Source information Start Marker

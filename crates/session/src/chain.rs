// Copyright (c) tidaldb.dev 2025
// This file is licensed under the MIT, see license.md file

use std::{
	error,
	fmt::{self, Display, Formatter},
	future::Future,
};

use futures_util::future::BoxFuture;
use tidal_type::{classify, CompletionError, EngineError, PersistenceError};
use tracing::debug;

use crate::config::CompatibilityMode;

/// A failure raised inside a chain step, before translation.
#[derive(Debug, thiserror::Error)]
pub enum StepError {
	#[error(transparent)]
	Engine(#[from] EngineError),
	#[error(transparent)]
	Persistence(#[from] PersistenceError),
}

impl From<StepError> for tidal_type::RaisedError {
	fn from(err: StepError) -> Self {
		match err {
			StepError::Engine(e) => {
				tidal_type::RaisedError::Engine(e)
			}
			StepError::Persistence(p) => {
				tidal_type::RaisedError::Persistence(p)
			}
		}
	}
}

/// The failure observed by a chain's terminal handler.
///
/// Which variant appears is decided by the session's
/// [`CompatibilityMode`], never by the kind of failure. Walking
/// `source()` from either variant reaches the originating
/// [`EngineError`].
#[derive(Debug)]
pub enum ChainError {
	/// Default contract: the classified error, exactly one carrier
	/// deep.
	Completion(CompletionError),
	/// Legacy 5.1 contract: the classified error itself.
	Persistence(PersistenceError),
}

impl ChainError {
	/// The classified error, regardless of contract shape.
	pub fn persistence(&self) -> &PersistenceError {
		match self {
			ChainError::Completion(err) => err.persistence(),
			ChainError::Persistence(err) => err,
		}
	}
}

impl Display for ChainError {
	fn fmt(&self, f: &mut Formatter<'_>) -> fmt::Result {
		match self {
			ChainError::Completion(_) => {
				f.write_str("chain completed exceptionally")
			}
			ChainError::Persistence(err) => Display::fmt(err, f),
		}
	}
}

impl error::Error for ChainError {
	fn source(&self) -> Option<&(dyn error::Error + 'static)> {
		match self {
			ChainError::Completion(err) => Some(err),
			ChainError::Persistence(err) => Some(err),
		}
	}
}

type StepFn =
	Box<dyn FnOnce() -> BoxFuture<'static, Result<(), StepError>> + Send>;

/// An ordered sequence of asynchronous steps sharing one failure
/// contract.
///
/// Steps run strictly in order, one at a time, each awaited to
/// completion before its successor starts. The first failure short
/// circuits the chain: later steps are never invoked and the
/// translated failure is returned from [`Chain::run`].
pub struct Chain {
	mode: CompatibilityMode,
	steps: Vec<StepFn>,
}

impl Chain {
	pub(crate) fn new(mode: CompatibilityMode) -> Self {
		Self {
			mode,
			steps: Vec::new(),
		}
	}

	/// Appends a step scheduled after every step queued so far.
	pub fn then<F, Fut>(mut self, step: F) -> Self
	where
		F: FnOnce() -> Fut + Send + 'static,
		Fut: Future<Output = Result<(), StepError>> + Send + 'static,
	{
		self.steps.push(Box::new(move || Box::pin(step())));
		self
	}

	/// Drives the chain to completion.
	pub async fn run(self) -> Result<(), ChainError> {
		let mode = self.mode;
		for (index, step) in self.steps.into_iter().enumerate() {
			if let Err(err) = step().await {
				debug!(
					step = index,
					"chain step failed, short circuiting"
				);
				return Err(lift(err, mode));
			}
		}
		Ok(())
	}
}

/// Translates a step failure into the shape the terminal handler
/// observes.
///
/// Classification is idempotent, carrier wrapping is not: under
/// [`CompatibilityMode::Default`] the classified error ends up exactly
/// one carrier deep, never zero, never two. Translation itself cannot
/// fail, so the original failure is never displaced.
fn lift(err: StepError, mode: CompatibilityMode) -> ChainError {
	let persistence = classify(err.into());
	debug!(
		kind = %persistence.kind(),
		mode = ?mode,
		"translated step failure"
	);
	match mode {
		CompatibilityMode::Default => ChainError::Completion(
			CompletionError::new(persistence),
		),
		// Pre-rework shape for sessions that opt in via the
		// `legacy-exception-compliance` option.
		CompatibilityMode::Legacy51 => {
			ChainError::Persistence(persistence)
		}
	}
}

#[cfg(test)]
mod tests {
	use std::sync::{
		atomic::{AtomicUsize, Ordering},
		Arc,
	};

	use tidal_type::PersistenceKind;

	use super::*;

	fn duplicate_key() -> EngineError {
		EngineError::new("duplicate key value").with_sqlstate("23505")
	}

	#[test]
	fn test_lift_wraps_once_in_default_mode() {
		let err = lift(
			StepError::Engine(duplicate_key()),
			CompatibilityMode::Default,
		);
		let ChainError::Completion(completion) = err else {
			panic!("expected completion carrier");
		};
		assert_eq!(
			completion.persistence().kind(),
			PersistenceKind::DuplicateKey
		);
	}

	#[test]
	fn test_lift_keeps_classified_error_one_carrier_deep() {
		let classified = classify(duplicate_key().into());
		let err = lift(
			StepError::Persistence(classified.clone()),
			CompatibilityMode::Default,
		);
		let ChainError::Completion(completion) = err else {
			panic!("expected completion carrier");
		};
		// One carrier, not two: unwrapping yields the classified
		// error itself.
		assert_eq!(completion.into_persistence(), classified);
	}

	#[test]
	fn test_lift_presents_bare_error_in_legacy_mode() {
		let err = lift(
			StepError::Engine(duplicate_key()),
			CompatibilityMode::Legacy51,
		);
		let ChainError::Persistence(persistence) = err else {
			panic!("expected bare persistence error");
		};
		assert_eq!(persistence.kind(), PersistenceKind::DuplicateKey);
	}

	#[tokio::test]
	async fn test_steps_run_in_order() {
		let order = Arc::new(AtomicUsize::new(0));
		let mut chain = Chain::new(CompatibilityMode::Default);
		for expected in 0..4 {
			let order = Arc::clone(&order);
			chain = chain.then(move || async move {
				let seen = order.fetch_add(1, Ordering::SeqCst);
				assert_eq!(seen, expected);
				Ok(())
			});
		}
		chain.run().await.unwrap();
		assert_eq!(order.load(Ordering::SeqCst), 4);
	}

	#[tokio::test]
	async fn test_empty_chain_completes() {
		Chain::new(CompatibilityMode::Default).run().await.unwrap();
	}
}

Source information End Marker

■ Prompt
Would you copy every line of the material exactly?

■ Output for this exercise
filename crates/session/src/chain.rs
// Copyright (c) tidaldb.dev 2025
// This file is licensed under the MIT, see license.md file

use std::{
	error,
	fmt::{self, Display, Formatter},
	future::Future,
};

use futures_util::future::BoxFuture;
use tidal_type::{classify, CompletionError, EngineError, PersistenceError};
use tracing::debug;

use crate::config::CompatibilityMode;

/// A failure raised inside a chain step, before translation.
#[derive(Debug, thiserror::Error)]
pub enum StepError {
	#[error(transparent)]
	Engine(#[from] EngineError),
	#[error(transparent)]
	Persistence(#[from] PersistenceError),
}

impl From<StepError> for tidal_type::RaisedError {
	fn from(err: StepError) -> Self {
		match err {
			StepError::Engine(e) => {
				tidal_type::RaisedError::Engine(e)
			}
			StepError::Persistence(p) => {
				tidal_type::RaisedError::Persistence(p)
			}
		}
	}
}

/// The failure observed by a chain's terminal handler.
///
/// Which variant appears is decided by the session's
/// [`CompatibilityMode`], never by the kind of failure. Walking
/// `source()` from either variant reaches the originating
/// [`EngineError`].
#[derive(Debug)]
pub enum ChainError {
	/// Default contract: the classified error, exactly one carrier
	/// deep.
	Completion(CompletionError),
	/// Legacy 5.1 contract: the classified error itself.
	Persistence(PersistenceError),
}

impl ChainError {
	/// The classified error, regardless of contract shape.
	pub fn persistence(&self) -> &PersistenceError {
		match self {
			ChainError::Completion(err) => err.persistence(),
			ChainError::Persistence(err) => err,
		}
	}
}

impl Display for ChainError {
	fn fmt(&self, f: &mut Formatter<'_>) -> fmt::Result {
		match self {
			ChainError::Completion(_) => {
				f.write_str("chain completed exceptionally")
			}
			ChainError::Persistence(err) => Display::fmt(err, f),
		}
	}
}

impl error::Error for ChainError {
	fn source(&self) -> Option<&(dyn error::Error + 'static)> {
		match self {
			ChainError::Completion(err) => Some(err),
			ChainError::Persistence(err) => Some(err),
		}
	}
}

type StepFn =
	Box<dyn FnOnce() -> BoxFuture<'static, Result<(), StepError>> + Send>;

/// An ordered sequence of asynchronous steps sharing one failure
/// contract.
///
/// Steps run strictly in order, one at a time, each awaited to
/// completion before its successor starts. The first failure short
/// circuits the chain: later steps are never invoked and the
/// translated failure is returned from [`Chain::run`].
pub struct Chain {
	mode: CompatibilityMode,
	steps: Vec<StepFn>,
}

impl Chain {
	pub(crate) fn new(mode: CompatibilityMode) -> Self {
		Self {
			mode,
			steps: Vec::new(),
		}
	}

	/// Appends a step scheduled after every step queued so far.
	pub fn then<F, Fut>(mut self, step: F) -> Self
	where
		F: FnOnce() -> Fut + Send + 'static,
		Fut: Future<Output = Result<(), StepError>> + Send + 'static,
	{
		self.steps.push(Box::new(move || Box::pin(step())));
		self
	}

	/// Drives the chain to completion.
	pub async fn run(self) -> Result<(), ChainError> {
		let mode = self.mode;
		for (index, step) in self.steps.into_iter().enumerate() {
			if let Err(err) = step().await {
				debug!(
					step = index,
					"chain step failed, short circuiting"
				);
				return Err(lift(err, mode));
			}
		}
		Ok(())
	}
}

/// Translates a step failure into the shape the terminal handler
/// observes.
///
/// Classification is idempotent, carrier wrapping is not: under
/// [`CompatibilityMode::Default`] the classified error ends up exactly
/// one carrier deep, never zero, never two. Translation itself cannot
/// fail, so the original failure is never displaced.
fn lift(err: StepError, mode: CompatibilityMode) -> ChainError {
	let persistence = classify(err.into());
	debug!(
		kind = %persistence.kind(),
		mode = ?mode,
		"translated step failure"
	);
	match mode {
		CompatibilityMode::Default => ChainError::Completion(
			CompletionError::new(persistence),
		),
		// Pre-rework shape for sessions that opt in via the
		// `legacy-exception-compliance` option.
		CompatibilityMode::Legacy51 => {
			ChainError::Persistence(persistence)
		}
	}
}

#[cfg(test)]
mod tests {
	use std::sync::{
		atomic::{AtomicUsize, Ordering},
		Arc,
	};

	use tidal_type::PersistenceKind;

	use super::*;

	fn duplicate_key() -> EngineError {
		EngineError::new("duplicate key value").with_sqlstate("23505")
	}

	#[test]
	fn test_lift_wraps_once_in_default_mode() {
		let err = lift(
			StepError::Engine(duplicate_key()),
			CompatibilityMode::Default,
		);
		let ChainError::Completion(completion) = err else {
			panic!("expected completion carrier");
		};
		assert_eq!(
			completion.persistence().kind(),
			PersistenceKind::DuplicateKey
		);
	}

	#[test]
	fn test_lift_keeps_classified_error_one_carrier_deep() {
		let classified = classify(duplicate_key().into());
		let err = lift(
			StepError::Persistence(classified.clone()),
			CompatibilityMode::Default,
		);
		let ChainError::Completion(completion) = err else {
			panic!("expected completion carrier");
		};
		// One carrier, not two: unwrapping yields the classified
		// error itself.
		assert_eq!(completion.into_persistence(), classified);
	}

	#[test]
	fn test_lift_presents_bare_error_in_legacy_mode() {
		let err = lift(
			StepError::Engine(duplicate_key()),
			CompatibilityMode::Legacy51,
		);
		let ChainError::Persistence(persistence) = err else {
			panic!("expected bare persistence error");
		};
		assert_eq!(persistence.kind(), PersistenceKind::DuplicateKey);
	}

	#[tokio::test]
	async fn test_steps_run_in_order() {
		let order = Arc::new(AtomicUsize::new(0));
		let mut chain = Chain::new(CompatibilityMode::Default);
		for expected in 0..4 {
			let order = Arc::clone(&order);
			chain = chain.then(move || async move {
				let seen = order.fetch_add(1, Ordering::SeqCst);
				assert_eq!(seen, expected);
				Ok(())
			});
		}
		chain.run().await.unwrap();
		assert_eq!(order.load(Ordering::SeqCst), 4);
	}

	#[tokio::test]
	async fn test_empty_chain_completes() {
		Chain::new(CompatibilityMode::Default).run().await.unwrap();
	}
}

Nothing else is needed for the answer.